BAIF is an investment fund set up under and in accordance with the laws of
Mauritius. The main promoters, or lead investors, of BAIF were at all material times co-
respondents Nos 20 and 28, AXA and BOURBON respectively. Other investors were
invited subsequently to join in BAIF, inter alia, co-respondent No. 14 - the European
Investment Bank (EIB), co-respondent No. 15 - Promotion et Participation pour La Co-
operation Economique (PROPACO), the latter being the subsidiary of the Agence
Française du Development, also called AFD, a French statutory financial institution
owned by the French State and managed by the French Government.
As appears from the affidavit of the applicant’s director, BAIF was set up for the
purpose of pooling funds together and making investments in the Indian Ocean Region.
In the ordinary course of the life of Investment Funds, after funds of investors are used
to invest in specific sectors of any particular jurisdiction, there always comes a time for
disinvestment, whereby the Investment Fund actually disinvests, in the hope of making
a profit, commonly known as “upside” or “surplus” on its initial investment. For
instance, if the funds were initially used to invest in a company by the purchase of
shares in that company, a disinvestment would consist in the Fund selling those
shares, in the hope of doing so at a price higher than the purchase price.
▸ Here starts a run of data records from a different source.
//! Ability activation - one arm per effect kind.
//!
//! Instant effects mutate the board once and report what they captured or
//! returned to piles. Ongoing effects do nothing here: their presence in
//! the manager's active set is the effect, realized as tile flags the
//! manager recomputes after every pass. Cancellation effects are resolved
//! by the manager itself, since they act on ability bookkeeping rather
//! than the board.

use rustc_hash::FxHashMap;

use crate::board::{Board, PointIndex, PointType};
use crate::core::{Coord, Diagnostic, DiagnosticKind, TileId};
use crate::tiles::GameDefinition;

use super::descriptor::{AbilityEffect, PromptKind};
use super::instance::Ability;
use super::prompt::{PromptAnswer, PromptOption, PromptRequest, PromptTargetData, SourceTileKey};

/// What one activation did.
#[derive(Clone, Debug, Default)]
pub struct ActivationOutcome {
    /// The board mutated; discovery must restart.
    pub board_changed: bool,
    /// Tiles this activation captured.
    pub captured: Vec<TileId>,
    /// Tiles this activation returned to piles.
    pub moved_to_piles: Vec<TileId>,
    /// A prompt this activation still needs.
    pub needs_prompt: Option<PromptRequest>,
    pub diagnostics: Vec<Diagnostic>,
}

/// Activate one ability against the board.
pub fn activate(
    board: &mut Board,
    def: &GameDefinition,
    ability: &Ability,
    recorded_points: &mut FxHashMap<TileId, PointIndex>,
    prompt_data: &PromptTargetData,
) -> ActivationOutcome {
    let mut outcome = ActivationOutcome::default();

    match &ability.descriptor.effect {
        AbilityEffect::RecordTilePoint => {
            for &target in &ability.target_tiles {
                if let Some(point) = board.tile(target).and_then(|t| t.point()) {
                    recorded_points.insert(target, point);
                    board.flag_point(point, PointType::Marked);
                }
            }
        }

        AbilityEffect::MoveTileToRecordedPoint => {
            for &target in &ability.target_tiles {
                let Some(&destination) = recorded_points.get(&target) else {
                    outcome.diagnostics.push(Diagnostic::emit(
                        Some(ability.source),
                        DiagnosticKind::MissingRecordedPoint,
                        format!("no recorded point for {target}"),
                    ));
                    continue;
                };
                let moved = match board.tile(target).map(|t| t.location) {
                    Some(crate::tiles::TileLocation::Board(_)) => {
                        board.relocate(def, target, destination)
                    }
                    Some(crate::tiles::TileLocation::Captured) => {
                        board.restore_captured(def, target, destination)
                    }
                    _ => false,
                };
                if moved {
                    board.unflag_point(destination, PointType::Marked);
                    recorded_points.remove(&target);
                    outcome.board_changed = true;
                }
            }
        }

        AbilityEffect::MoveTargetTile { distance } => {
            move_target_tile(board, def, ability, *distance, prompt_data, &mut outcome);
        }

        AbilityEffect::CaptureTargetTiles => {
            for &target in &ability.target_tiles {
                let capturable = board
                    .tile(target)
                    .is_some_and(|t| t.is_on_board() && !t.protected && !t.being_captured);
                if capturable && board.capture_tile(target) {
                    outcome.captured.push(target);
                    outcome.board_changed = true;
                }
            }
        }

        AbilityEffect::MoveTargetTileToPile => {
            for &target in &ability.target_tiles {
                let on_board = board.tile(target).is_some_and(|t| t.is_on_board());
                if on_board && board.return_to_pile(target) {
                    outcome.moved_to_piles.push(target);
                    outcome.board_changed = true;
                }
            }
        }

        // Ongoing effects: realized as flags the manager recomputes from
        // its active set, and as movement modifiers read at resolve time.
        AbilityEffect::ProtectFromCapture
        | AbilityEffect::ImmobilizeTargetTiles
        | AbilityEffect::CancelAbilitiesTargetingTiles { .. }
        | AbilityEffect::ExtendMovement { .. }
        | AbilityEffect::ManipulateExistingMovement { .. }
        | AbilityEffect::GrantBonusMovement { .. } => {}

        // Resolved by the manager against its ability bookkeeping.
        AbilityEffect::CancelAbilities { .. } => {}
    }

    outcome
}

/// `MoveTargetTile`: relocate the first on-board target to a prompted
/// point within `distance`.
fn move_target_tile(
    board: &mut Board,
    def: &GameDefinition,
    ability: &Ability,
    distance: u8,
    prompt_data: &PromptTargetData,
    outcome: &mut ActivationOutcome,
) {
    let Some(&target) = ability
        .target_tiles
        .iter()
        .find(|&&id| board.tile(id).is_some_and(|t| t.is_on_board()))
    else {
        return;
    };
    let Some(origin) = board.tile(target).and_then(|t| t.point()) else {
        return;
    };

    let mut candidates: Vec<Coord> = board
        .playable_points()
        .filter(|&p| p != origin)
        .filter(|&p| board.manhattan_distance(origin, p) <= distance as u32)
        .filter(|&p| board.tile_at(p).is_none())
        .map(|p| board.point(p).coord)
        .collect();
    candidates.sort();
    if candidates.is_empty() {
        return;
    }

    let Some(requirement) = ability
        .descriptor
        .needed_prompts
        .iter()
        .find(|r| r.kind == PromptKind::MovePoint)
    else {
        outcome.diagnostics.push(Diagnostic::emit(
            Some(ability.source),
            DiagnosticKind::StalePromptAnswer,
            "MoveTargetTile without a declared MovePoint prompt",
        ));
        return;
    };
    let Some(key) = SourceTileKey::for_tile(board, ability.source) else {
        return;
    };

    let request = || PromptRequest {
        source: key.clone(),
        current_prompt_id: requirement.prompt_id.clone(),
        kind: requirement.kind,
        options: candidates.iter().map(|&c| PromptOption::Point(c)).collect(),
    };

    match prompt_data.answer_for(&key, &requirement.prompt_id) {
        Some(PromptAnswer::Point(coord)) if candidates.contains(&coord) => {
            if let Some(destination) = board.playable_index(coord) {
                if board.relocate(def, target, destination) {
                    outcome.board_changed = true;
                }
            }
        }
        Some(PromptAnswer::Decline) => {}
        Some(answer) => {
            outcome.diagnostics.push(Diagnostic::emit(
                Some(ability.source),
                DiagnosticKind::StalePromptAnswer,
                format!("answer {answer:?} matches no current candidate"),
            ));
            outcome.needs_prompt = Some(request());
        }
        None => {
            outcome.needs_prompt = Some(request());
        }
    }
}
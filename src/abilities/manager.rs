//! The ability manager - coordinating brains into one state machine.
//!
//! Per move: `Idle -> AbilitiesDiscovered -> (Activating)* -> (Prompting)?
//! -> Idle`. Each pass rebuilds the ability set from scratch (discovery),
//! resolves targets, preserves instances judged identical to active ones
//! from the previous pass, orders the rest, and activates them. If an
//! activation mutates the board, discovery restarts with the updated
//! capture list; this repeats to a fixpoint.
//!
//! The reprocessing loop carries a hard pass cap. Two abilities that
//! perpetually re-trigger each other would otherwise loop forever; at the
//! cap the engine stops best-effort and reports a diagnostic rather than
//! failing the move.

use rustc_hash::FxHashMap;

use crate::board::{Board, PointIndex};
use crate::core::{Diagnostic, DiagnosticKind, TileId};
use crate::movement::MovementModifier;
use crate::rules::ActivationFlags;
use crate::tiles::GameDefinition;

use super::activation;
use super::descriptor::{AbilityCategory, AbilityEffect, ActivationRequirement};
use super::instance::Ability;
use super::prompt::{PromptRequest, PromptTargetData};
use super::targets::{self, TargetResolution};
use super::triggers::{self, MoveContext};

/// Hard cap on reprocessing passes for one move.
pub const MAX_PASSES: usize = 64;

/// Coordinates trigger, target, and ability brains across moves.
#[derive(Clone, Debug, Default)]
pub struct AbilityManager {
    /// Current ability instances; ongoing actives persist across moves.
    active: Vec<Ability>,
    /// Points remembered by `RecordTilePoint`, by target tile.
    recorded_points: FxHashMap<TileId, PointIndex>,
    /// `(source tile, category)` pairs canceled this move.
    canceled_sources: Vec<(TileId, AbilityCategory)>,
}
The surplus
or upside, if any, is then distributed to the investors and shareholders of the Fund. The
setting up and management of such Investment Funds as the BAIF is strictly regulated
under the Laws of Mauritius in order to ensure that investors’ funds invested in the
Fund are properly managed in the investors’ interests and also ultimately in the best
interests of Mauritius as a financial center.
It is the applicant’s case that there have been serious malpractices in the course
of two major disinvestments effected on behalf of BAIF, such malpractices including:
The respondents have raised three objections to the present application being
proceeded with, which are to the following effect:
1. that the failure of the applicant to seek leave prior to entering the application
which is made under section 170 of the Companies Act 2001 (the Act) is
fatal to the application;
2. that the applicant does not have locus standi because it does not satisfy the
requirements of the provisions of section 170 (1) of the Act;
3. that the application has been entered for a collateral purpose and therefore
constitutes an abuse of the process of the Court.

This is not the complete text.